Concedi outro dia uma entrevista a uma aluna de sociologia que fazia um trabalho de conclusão de curso sobre o meu blog. Uma de suas questões: “Aponte aquela que você considera a sua principal característica como jornalista”. A minha resposta foi esta: “Não ter medo de pensar”. E emendei: “Errado ou certo, o tempo costuma […]

Por Reinaldo Azevedo Atualizado em 5 jun 2024, 17h04 - Publicado em 24 jan 2010, 06h15

Concedi outro dia uma entrevista a uma aluna de sociologia que fazia um trabalho de conclusão de curso sobre o meu blog. Uma de suas questões: “Aponte aquela que você considera a sua principal característica como jornalista”. A minha resposta foi esta: “Não ter medo de pensar”. E emendei: “Errado ou certo, o tempo costuma revelar, digo sempre o penso; o maior erro seria silenciar com receio da patrulha ou de ser mal interpretado. Há quem goste disso. Há quem deteste. Se não for assim, não vejo por que manter um blog.”

Pois bem. No dia 14, escrevi o texto Haiti, palco e atoleiro. Apontei ali o erro brutal que era a presença do Brasil naquele país antes do devastador terremoto. As tropas da ONU haviam se tornado, e continuam, uma polícia de Cité Soleil. Seu trabalho era reprimir a luta entre gangues criminosas. Nada mais. Na prática, funcionava também como gendarme de um governo corrupto e desorganizado. Mais uma obra da megalomania de Lula e de seu megalonanico amestrado, Celso Amorim. Assim, o Haiti era um atoleiro —  esquecido, de resto, pela ONU.

E passara, com a brutal tragédia, a ser também um palco — daí a pressa de Lula em se mostrar ativo, anunciando, de pronto,  a liberação de recursos. E, claro, como de hábito, os quadrúpedes se reuniram em manada para mugir: “Oh, como você ousa?! Oh, que crueldade!”

Ocorre, já disse, que Amorim nunca me deixa errar numa previsão. Não há azedume que eu possa manifestar contra este senhor que não acabe parecendo, depois, doçura, tais são os despropósitos de que ele é capaz.
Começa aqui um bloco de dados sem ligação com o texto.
//! Shared access to codec registries.
//!
//! A [`RegistryHandle`] is a cheaply cloneable reference
//! to a registry which can be read concurrently
//! and reconfigured at run-time.
//! A [`DefaultRegistry`] is a slot for a handle
//! which is filled in with the default descriptor document on first use.
use crate::descriptor::{CodecDescriptor, ReaderDescriptor, WriterDescriptor};
use crate::registry::{CodecRegistry, LoadError};
use crate::resolve::{first_reader, first_writer, ReaderItem, WriterItem};
use dicom_codec::CodecCatalog;
use std::fmt;
use std::sync::{Arc, PoisonError, RwLock, RwLockReadGuard, RwLockWriteGuard};
use tracing::debug;

/// A shared, lockable codec registry.
///
/// Codec resolution through the handle takes a snapshot
/// of the transfer syntax' descriptors,
/// so concurrent changes to the registry
/// never disturb a resolution in progress.
pub struct RegistryHandle<D> {
    inner: Arc<RwLock<CodecRegistry<D>>>,
}

impl<D> Clone for RegistryHandle<D> {
    fn clone(&self) -> Self {
        RegistryHandle {
            inner: Arc::clone(&self.inner),
        }
    }
}

impl<D: fmt::Display> fmt::Debug for RegistryHandle<D> {
    fn fmt(&self, f: &mut fmt::Formatter) -> fmt::Result {
        f.debug_tuple("RegistryHandle").field(&*self.read()).finish()
    }
}

impl<D> From<CodecRegistry<D>> for RegistryHandle<D> {
    fn from(registry: CodecRegistry<D>) -> Self {
        RegistryHandle::new(registry)
    }
}

impl<D> RegistryHandle<D> {
    /// Wrap a registry into a new handle.
    pub fn new(registry: CodecRegistry<D>) -> Self {
        RegistryHandle {
            inner: Arc::new(RwLock::new(registry)),
        }
    }

    /// Lock the registry for reading.
    pub fn read(&self) -> RwLockReadGuard<'_, CodecRegistry<D>> {
        self.inner.read().unwrap_or_else(PoisonError::into_inner)
    }

    /// Lock the registry for changes.
    pub fn write(&self) -> RwLockWriteGuard<'_, CodecRegistry<D>> {
        self.inner.write().unwrap_or_else(PoisonError::into_inner)
    }

    /// Check whether two handles refer to the same registry.
    pub fn ptr_eq(&self, other: &Self) -> bool {
        Arc::ptr_eq(&self.inner, &other.inner)
    }
}

impl<D: Clone> RegistryHandle<D> {
    /// Obtain a copy of the descriptors registered for a transfer syntax.
    pub fn get(&self, tsuid: &str) -> Option<Vec<D>> {
        self.read().get(tsuid).map(<[D]>::to_vec)
    }
}

impl<D: CodecDescriptor> RegistryHandle<D> {
    /// Create a handle to a registry loaded with the default descriptor document,
    /// failing if the document cannot be loaded.
    pub fn load_default() -> Result<Self, LoadError> {
        CodecRegistry::load_default().map(RegistryHandle::new)
    }
}

impl RegistryHandle<ReaderDescriptor> {
    /// Obtain a decoder for the given transfer syntax.
    ///
    /// See [`CodecRegistry::resolve_reader`].
    pub fn resolve_reader<C>(&self, catalog: &C, tsuid: &str) -> Option<ReaderItem>
    where
        C: ?Sized + CodecCatalog,
    {
        let candidates = self.get(tsuid)?;
        first_reader(catalog, &candidates)
    }
}

impl RegistryHandle<WriterDescriptor> {
    /// Obtain an encoder for the given transfer syntax.
    ///
    /// See [`CodecRegistry::resolve_writer`].
    pub fn resolve_writer<C>(&self, catalog: &C, tsuid: &str) -> Option<WriterItem>
    where
        C: ?Sized + CodecCatalog,
    {
        let candidates = self.get(tsuid)?;
        first_writer(catalog, &candidates)
    }
}

/// A lazily loaded registry slot.
///
/// The first call to [`get`](DefaultRegistry::get)
/// loads the default descriptor document
/// (see [`CodecRegistry::load_default`]).
/// The slot can be emptied with [`reset`](DefaultRegistry::reset),
/// causing the document to be loaded again on next use,
/// or filled with another registry via [`replace`](DefaultRegistry::replace).
///
/// ```
/// use dicom_codec_registry::{DefaultRegistry, ReaderDescriptor};
///
/// static READERS: DefaultRegistry<ReaderDescriptor> = DefaultRegistry::new();
///
/// let readers = READERS.get()?;
/// assert!(readers.read().contains("1.2.840.10008.1.2.4.50"));
/// # Ok::<(), dicom_codec_registry::LoadError>(())
/// ```
pub struct DefaultRegistry<D> {
    slot: RwLock<Option<RegistryHandle<D>>>,
}

impl<D> Default for DefaultRegistry<D> {
    fn default() -> Self {
        Self::new()
    }
}

impl<D: fmt::Display> fmt::Debug for DefaultRegistry<D> {
    fn fmt(&self, f: &mut fmt::Formatter) -> fmt::Result {
        let slot = self.slot.read().unwrap_or_else(PoisonError::into_inner);
        f.debug_struct("DefaultRegistry").field("slot", &*slot).finish()
    }
}

impl<D> DefaultRegistry<D> {
    /// Create an empty slot.
    pub const fn new() -> Self {
        DefaultRegistry {
            slot: RwLock::new(None),
        }
    }

    /// Empty the slot, so that the default document is loaded again
    /// on the next call to [`get`](DefaultRegistry::get).
    ///
    /// Handles obtained before remain valid.
    pub fn reset(&self) {
        *self.slot.write().unwrap_or_else(PoisonError::into_inner) = None;
    }

    /// Fill the slot with the given registry.
    pub fn replace(&self, handle: RegistryHandle<D>) {
        *self.slot.write().unwrap_or_else(PoisonError::into_inner) = Some(handle);
    }

    fn current(&self) -> Option<RegistryHandle<D>> {
        self.slot
            .read()
            .unwrap_or_else(PoisonError::into_inner)
            .clone()
    }
}

impl<D: CodecDescriptor> DefaultRegistry<D> {
    /// Obtain the registry in the slot,
    /// loading the default descriptor document if the slot is empty.
    ///
    /// Concurrent first calls may load the document more than once,
    /// but all of them obtain the same registry.
    pub fn get(&self) -> Result<RegistryHandle<D>, LoadError> {
        if let Some(handle) = self.current() {
            return Ok(handle);
        }

        let loaded = RegistryHandle::load_default()?;
        let mut slot = self.slot.write().unwrap_or_else(PoisonError::into_inner);
        match &*slot {
            Some(handle) => Ok(handle.clone()),
            None => {
                debug!("Initialized default {} registry", D::ENTRY_ELEMENT);
                *slot = Some(loaded.clone());
                Ok(loaded)
            }
        }
    }
}

#[cfg(test)]
mod tests {
    use super::*;
    use dicom_codec::{ImageReader, ReaderPlugin, StaticCatalog};
    use std::thread;

    #[derive(Debug)]
    struct Decoder;
    impl ImageReader for Decoder {}

    fn decoder() -> Box<dyn ImageReader> {
        Box::new(Decoder)
    }

    #[test]
    fn default_slot_lifecycle() {
        let slot: DefaultRegistry<ReaderDescriptor> = DefaultRegistry::new();
        let first = slot.get().unwrap();
        let again = slot.get().unwrap();
        assert!(first.ptr_eq(&again));

        slot.reset();
        let reloaded = slot.get().unwrap();
        assert!(!first.ptr_eq(&reloaded));
        assert_eq!(first.read().len(), reloaded.read().len());

        let custom = RegistryHandle::new(CodecRegistry::new());
        slot.replace(custom.clone());
        let current = slot.get().unwrap();
        assert!(current.ptr_eq(&custom));
        assert!(current.read().is_empty());
    }

    #[test]
    fn concurrent_first_use_yields_one_registry() {
        let slot: Arc<DefaultRegistry<WriterDescriptor>> = Arc::new(DefaultRegistry::new());
        let handles: Vec<_> = (0..4)
            .map(|_| {
                let slot = Arc::clone(&slot);
                thread::spawn(move || slot.get().unwrap())
            })
            .collect();
        let registries: Vec<_> = handles.into_iter().map(|h| h.join().unwrap()).collect();
        for r in &registries[1..] {
            assert!(r.ptr_eq(&registries[0]));
        }
    }

    #[test]
    fn resolution_uses_a_snapshot() {
        let handle = RegistryHandle::new(CodecRegistry::new());
        handle
            .write()
            .put("1.2.3", ReaderDescriptor::new("jpeg", "JPEG").unwrap());
        let catalog = StaticCatalog::new().with_reader(ReaderPlugin::new(&["jpeg"], decoder));

        let item = handle.resolve_reader(&catalog, "1.2.3").unwrap();
        assert_eq!(item.descriptor().name(), "JPEG");

        // mutating while holding a resolved item is fine
        handle.write().remove("1.2.3");
        assert_eq!(item.descriptor().format_name(), "jpeg");
        assert!(handle.resolve_reader(&catalog, "1.2.3").is_none());
    }
}
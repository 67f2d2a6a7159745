//! Codec plugin traits and registration records.
use snafu::Snafu;
use std::fmt;

/// An image decoder instance provided by a codec plugin.
///
/// The registry only needs to know which implementation an instance is,
/// so that descriptors constrained to a specific implementation
/// can tell it apart from other decoders of the same image format.
pub trait ImageReader: fmt::Debug + Send {
    /// Obtain the identifier of this decoder's concrete implementation.
    ///
    /// The default implementation returns the full path of the type.
    fn implementation(&self) -> &str {
        std::any::type_name::<Self>()
    }
}

/// An image encoder instance provided by a codec plugin.
///
/// See [`ImageReader`] for the meaning of the implementation identifier.
pub trait ImageWriter: fmt::Debug + Send {
    /// Obtain the identifier of this encoder's concrete implementation.
    ///
    /// The default implementation returns the full path of the type.
    fn implementation(&self) -> &str {
        std::any::type_name::<Self>()
    }
}

/// The possible error conditions when a plugin fails to
/// create a new codec instance.
///
/// Users of this type are free to handle errors based on their variant,
/// but should not make decisions based on the display message,
/// since that is not considered part of the API
/// and may change on any new release.
#[derive(Debug, Snafu)]
#[non_exhaustive]
#[snafu(visibility(pub), module)]
pub enum InstantiateError {
    /// A custom error occurred when creating the codec,
    /// reported as a dynamic error value with a message.
    ///
    /// The [`whatever!`](snafu::whatever) macro can be used
    /// to easily create an error of this kind.
    #[snafu(whatever, display("{}", message))]
    Custom {
        /// The error message.
        message: String,
        /// The underlying error cause, if any.
        #[snafu(source(from(Box<dyn std::error::Error + Send + Sync + 'static>, Some)))]
        source: Option<Box<dyn std::error::Error + Send + Sync + 'static>>,
    },

    /// A native library required by the codec is not available.
    #[snafu(display("Native library `{}` is not available", name))]
    MissingLibrary { name: &'static str },
}

/// The result of creating a codec instance
pub type InstantiateResult<T, E = InstantiateError> = Result<T, E>;

/// Registration record of an image decoder plugin.
///
/// Decoders are cheap to create and their creation cannot fail.
#[derive(Clone, Copy)]
pub struct ReaderPlugin {
    format_names: &'static [&'static str],
    create: fn() -> Box<dyn ImageReader>,
}

impl ReaderPlugin {
    /// Declare a decoder plugin for the given image format names.
    pub const fn new(
        format_names: &'static [&'static str],
        create: fn() -> Box<dyn ImageReader>,
    ) -> Self {
        ReaderPlugin {
            format_names,
            create,
        }
    }

    /// The image format names which this plugin can decode.
    pub fn format_names(&self) -> &'static [&'static str] {
        self.format_names
    }

    /// Whether this plugin is indexed under exactly the given format name.
    pub fn handles(&self, format_name: &str) -> bool {
        self.format_names.iter().any(|f| *f == format_name)
    }

    /// Create a new decoder instance.
    pub fn create_reader(&self) -> Box<dyn ImageReader> {
        (self.create)()
    }
}

impl fmt::Debug for ReaderPlugin {
    fn fmt(&self, f: &mut fmt::Formatter) -> fmt::Result {
        f.debug_struct("ReaderPlugin")
            .field("format_names", &self.format_names)
            .finish_non_exhaustive()
    }
}

/// Registration record of an image encoder plugin.
///
/// Writer plugins also serve as writer _service_ records:
/// besides being indexed by format name in a catalog,
/// they can be enumerated directly
/// and asked whether they support a format
/// (see [`supports_format`](WriterPlugin::supports_format)).
#[derive(Clone, Copy)]
pub struct WriterPlugin {
    format_names: &'static [&'static str],
    create: fn() -> InstantiateResult<Box<dyn ImageWriter>>,
}

impl WriterPlugin {
    /// Declare an encoder plugin for the given image format names.
    pub const fn new(
        format_names: &'static [&'static str],
        create: fn() -> InstantiateResult<Box<dyn ImageWriter>>,
    ) -> Self {
        WriterPlugin {
            format_names,
            create,
        }
    }

    /// The image format names which this plugin can encode.
    pub fn format_names(&self) -> &'static [&'static str] {
        self.format_names
    }

    /// Whether this plugin is indexed under exactly the given format name.
    pub fn handles(&self, format_name: &str) -> bool {
        self.format_names.iter().any(|f| *f == format_name)
    }

    /// Whether this plugin declares support for the given format name,
    /// ignoring case and surrounding whitespace.
    pub fn supports_format(&self, format_name: &str) -> bool {
        let format_name = format_name.trim();
        self.format_names
            .iter()
            .any(|f| f.trim().eq_ignore_ascii_case(format_name))
    }

    /// Create a new encoder instance.
    pub fn create_writer(&self) -> InstantiateResult<Box<dyn ImageWriter>> {
        (self.create)()
    }
}

impl fmt::Debug for WriterPlugin {
    fn fmt(&self, f: &mut fmt::Formatter) -> fmt::Result {
        f.debug_struct("WriterPlugin")
            .field("format_names", &self.format_names)
            .finish_non_exhaustive()
    }
}

#[cfg(test)]
mod tests {
    use super::*;

    #[derive(Debug)]
    struct Decoder;

    impl ImageReader for Decoder {}

    #[derive(Debug)]
    struct Encoder;

    impl ImageWriter for Encoder {
        fn implementation(&self) -> &str {
            "custom-encoder"
        }
    }

    fn new_decoder() -> Box<dyn ImageReader> {
        Box::new(Decoder)
    }

    fn new_encoder() -> InstantiateResult<Box<dyn ImageWriter>> {
        Ok(Box::new(Encoder))
    }

    #[test]
    fn default_implementation_is_type_path() {
        let plugin = ReaderPlugin::new(&["jpeg"], new_decoder);
        let reader = plugin.create_reader();
        assert_eq!(reader.implementation(), "dicom_codec::plugin::tests::Decoder");
    }

    #[test]
    fn format_index_is_exact() {
        let plugin = WriterPlugin::new(&["jpeg-ls", "JPEG-LS"], new_encoder);
        assert!(plugin.handles("jpeg-ls"));
        assert!(plugin.handles("JPEG-LS"));
        assert!(!plugin.handles("Jpeg-LS"));
        assert!(!plugin.handles(" jpeg-ls"));
    }

    #[test]
    fn service_format_support_ignores_case_and_whitespace() {
        let plugin = WriterPlugin::new(&[" jpeg2000 "], new_encoder);
        assert!(plugin.supports_format("JPEG2000"));
        assert!(plugin.supports_format("  jpeg2000"));
        assert!(!plugin.supports_format("jpeg"));
        let writer = plugin.create_writer().unwrap();
        assert_eq!(writer.implementation(), "custom-encoder");
    }
}
//! Selecting the default descriptor document through the environment.
//!
//! Kept in its own test binary, since it changes the process environment.
use dicom_codec_registry::{
    registry::default_resource_name, uids, LoadError, WriterDescriptor, WriterRegistry,
};
use std::io::Write;

const WRITERS_ENV: &str = "DICOM_IMAGE_WRITER_REGISTRY";

#[test]
fn default_document_follows_environment() {
    let mut file = tempfile::NamedTempFile::new().unwrap();
    file.write_all(
        br#"<ImageWriterFactory>
  <element tsuid="1.2.840.10008.1.2.5">
    <writer name="Custom RLE" format="rle" class="custom::Rle"/>
  </element>
</ImageWriterFactory>"#,
    )
    .unwrap();
    file.flush().unwrap();
    let url = format!("file://{}", file.path().display());

    std::env::set_var(WRITERS_ENV, &url);
    assert_eq!(default_resource_name::<WriterDescriptor>(), url);
    let writers = WriterRegistry::load_default().unwrap();
    assert_eq!(writers.len(), 1);
    let rle = &writers.get(uids::RLE_LOSSLESS).unwrap()[0];
    assert_eq!(rle.class_name(), Some("custom::Rle"));

    std::env::set_var(WRITERS_ENV, "no/such/writers.xml");
    let err = WriterRegistry::load_default().unwrap_err();
    match err {
        LoadError::LoadDefault { name, source } => {
            assert_eq!(name, "no/such/writers.xml");
            assert!(matches!(*source, LoadError::ResourceNotFound { .. }));
        }
        e => panic!("unexpected error: {:?}", e),
    }

    // blank values are ignored
    std::env::set_var(WRITERS_ENV, "  ");
    let writers = WriterRegistry::load_default().unwrap();
    assert!(writers.len() > 1);

    std::env::remove_var(WRITERS_ENV);
}
//! DICOM image codec plugin interfaces.
//!
//! This crate provides the traits and registration records
//! through which image codec implementations
//! (decoders and encoders of encapsulated pixel data)
//! make themselves known to the rest of the program.
//! It does not implement any image codec itself.
//!
//! - [`ImageReader`] and [`ImageWriter`] are implemented by codec instances.
//! - [`ReaderPlugin`] and [`WriterPlugin`] describe how to create them,
//!   and which image format names they handle.
//! - A [`CodecCatalog`] is the place where a program looks up
//!   the plugins installed at run-time.
//!   [`StaticCatalog`] is filled in by hand,
//!   whereas `InventoryCatalog` (Cargo feature **inventory-registry**)
//!   collects plugins submitted from any crate linked into the program
//!   with [`submit_image_reader!`] and [`submit_image_writer!`].
//!
//! Picking the right codec for a given transfer syntax
//! is the concern of the `dicom-codec-registry` crate.
pub mod catalog;
pub mod patch;
pub mod plugin;

pub use catalog::{CodecCatalog, StaticCatalog};
#[cfg(feature = "inventory-registry")]
pub use catalog::InventoryCatalog;
pub use patch::PatchJpegLs;
pub use plugin::{
    ImageReader, ImageWriter, InstantiateError, InstantiateResult, ReaderPlugin, WriterPlugin,
};

// re-export for the registration macros
#[cfg(feature = "inventory-registry")]
#[doc(hidden)]
pub use inventory;
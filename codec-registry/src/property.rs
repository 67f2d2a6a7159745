//! Typed `name=value` properties for writer configuration overrides.
use snafu::{ensure, OptionExt, Snafu};
use std::fmt;
use std::str::FromStr;

/// Error type for a malformed property declaration.
#[derive(Debug, Clone, PartialEq, Eq, Snafu)]
#[snafu(display("Invalid property `{}`: expected `name=value`", text))]
pub struct ParsePropertyError {
    text: String,
}

/// The value of a writer property.
#[derive(Debug, Clone, PartialEq)]
pub enum PropertyValue {
    /// A boolean flag
    Bool(bool),
    /// A 32-bit integer number
    Int(i32),
    /// A floating point number
    Float(f64),
    /// Any other text
    Str(String),
}

impl PropertyValue {
    /// Interpret the textual form of a property value.
    ///
    /// A value between single quotes is always text.
    /// Otherwise, `true` and `false` (in any case) are booleans,
    /// then 32-bit integers and floating point numbers are recognized,
    /// and anything else is text.
    /// Integers out of the 32-bit range are taken as floating point numbers.
    /// Non-finite numbers are only recognized as `NaN` and `Infinity`.
    pub fn parse(text: &str) -> Self {
        if text.len() >= 2 && text.starts_with('\'') && text.ends_with('\'') {
            return PropertyValue::Str(text[1..text.len() - 1].to_string());
        }
        if text.eq_ignore_ascii_case("true") {
            return PropertyValue::Bool(true);
        }
        if text.eq_ignore_ascii_case("false") {
            return PropertyValue::Bool(false);
        }
        if let Ok(v) = text.parse() {
            return PropertyValue::Int(v);
        }
        if let Some(v) = parse_float(text) {
            return PropertyValue::Float(v);
        }
        PropertyValue::Str(text.to_string())
    }

    /// Obtain the value as a boolean, if it is one.
    pub fn as_bool(&self) -> Option<bool> {
        match self {
            PropertyValue::Bool(v) => Some(*v),
            _ => None,
        }
    }

    /// Obtain the value as an integer, if it is one.
    pub fn as_int(&self) -> Option<i32> {
        match self {
            PropertyValue::Int(v) => Some(*v),
            _ => None,
        }
    }

    /// Obtain the value as a floating point number.
    /// Integers are converted.
    pub fn as_float(&self) -> Option<f64> {
        match self {
            PropertyValue::Float(v) => Some(*v),
            PropertyValue::Int(v) => Some(f64::from(*v)),
            _ => None,
        }
    }

    /// Obtain the value as text, if it is text.
    pub fn as_str(&self) -> Option<&str> {
        match self {
            PropertyValue::Str(v) => Some(v),
            _ => None,
        }
    }
}

fn parse_float(text: &str) -> Option<f64> {
    let v: f64 = text.parse().ok()?;
    if v.is_finite() {
        return Some(v);
    }
    match text.trim_start_matches(['+', '-']) {
        "NaN" | "Infinity" => Some(v),
        _ => None,
    }
}

impl fmt::Display for PropertyValue {
    fn fmt(&self, f: &mut fmt::Formatter) -> fmt::Result {
        match self {
            PropertyValue::Bool(v) => write!(f, "{}", v),
            PropertyValue::Int(v) => write!(f, "{}", v),
            PropertyValue::Float(v) => write!(f, "{}", v),
            PropertyValue::Str(v) => write!(f, "'{}'", v),
        }
    }
}

/// A named configuration override.
#[derive(Debug, Clone, PartialEq)]
pub struct Property {
    name: String,
    value: PropertyValue,
}

impl Property {
    /// Create a new property.
    pub fn new(name: impl Into<String>, value: PropertyValue) -> Self {
        Property {
            name: name.into(),
            value,
        }
    }

    /// The property's name.
    pub fn name(&self) -> &str {
        &self.name
    }

    /// The property's value.
    pub fn value(&self) -> &PropertyValue {
        &self.value
    }

    /// Parse a list of properties separated by `delimiter`.
    ///
    /// Surrounding whitespace is ignored and empty items are skipped,
    /// so an absent or blank list yields no properties.
    pub fn parse_list(text: &str, delimiter: char) -> Result<Vec<Property>, ParsePropertyError> {
        text.split(delimiter)
            .map(str::trim)
            .filter(|item| !item.is_empty())
            .map(str::parse)
            .collect()
    }
}

impl FromStr for Property {
    type Err = ParsePropertyError;

    fn from_str(s: &str) -> Result<Self, Self::Err> {
        let (name, value) = s.split_once('=').context(ParsePropertySnafu { text: s })?;
        let name = name.trim();
        ensure!(!name.is_empty(), ParsePropertySnafu { text: s });
        Ok(Property::new(name, PropertyValue::parse(value.trim())))
    }
}

impl fmt::Display for Property {
    fn fmt(&self, f: &mut fmt::Formatter) -> fmt::Result {
        write!(f, "{}={}", self.name, self.value)
    }
}

#[cfg(test)]
mod tests {
    use super::*;
    use rstest::rstest;

    #[rstest]
    #[case("true", PropertyValue::Bool(true))]
    #[case("FALSE", PropertyValue::Bool(false))]
    #[case("75", PropertyValue::Int(75))]
    #[case("-2", PropertyValue::Int(-2))]
    #[case("0.75", PropertyValue::Float(0.75))]
    #[case("JPEG-LS", PropertyValue::Str("JPEG-LS".to_string()))]
    #[case("'42'", PropertyValue::Str("42".to_string()))]
    #[case("", PropertyValue::Str(String::new()))]
    #[case("3000000000", PropertyValue::Float(3e9))]
    #[case("-Infinity", PropertyValue::Float(f64::NEG_INFINITY))]
    #[case("inf", PropertyValue::Str("inf".to_string()))]
    #[case("nan", PropertyValue::Str("nan".to_string()))]
    fn typed_values(#[case] text: &str, #[case] expected: PropertyValue) {
        assert_eq!(PropertyValue::parse(text), expected);
    }

    #[test]
    fn java_nan_is_a_number() {
        assert!(PropertyValue::parse("NaN").as_float().unwrap().is_nan());
        assert_eq!(PropertyValue::parse("2147483647").as_int(), Some(i32::MAX));
    }

    #[test]
    fn parse_semicolon_list() {
        let props = Property::parse_list("compressionType=LOSSLESS; quality=0.8;;nearLossless=0", ';')
            .unwrap();
        assert_eq!(
            props,
            vec![
                Property::new("compressionType", PropertyValue::Str("LOSSLESS".into())),
                Property::new("quality", PropertyValue::Float(0.8)),
                Property::new("nearLossless", PropertyValue::Int(0)),
            ]
        );
        assert_eq!(props[1].to_string(), "quality=0.8");

        assert!(Property::parse_list("  ", ';').unwrap().is_empty());
    }

    #[test]
    fn reject_malformed_items() {
        assert!(Property::parse_list("quality", ';').is_err());
        assert!(Property::parse_list("a=1;=2", ';').is_err());
    }
}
Leiam, por exemplo, este trecho de reportagem de Luis Kawaguti, na Folha:
O chanceler Celso Amorim sugeriu ontem, durante visita a Porto Príncipe, que o governo brasileiro lidere os esforços internacionais para reconstruir o Haiti, devastado por um terremoto ocorrido há doze dias.
Amorim fez a oferta depois de ser questionado por um jornalista sobre a possibilidade, apresentada pelo FMI, de se adotar para o Haiti um novo plano Marshall, o programa pilotado pelos EUA que norteou e financiou a reconstrução de países europeus devastados pela Segunda Guerra Mundial.
“Por que tem que ser um plano Marshall? Pode ser plano Lula. Não é só quem dá mais dinheiro, é quem está mais empenhado”, disse o ministro em entrevista coletiva na base das tropas brasileiras que comandam desde 2004 a Minustah (Missão das Nações Unidas para a Estabilização do Haiti)
.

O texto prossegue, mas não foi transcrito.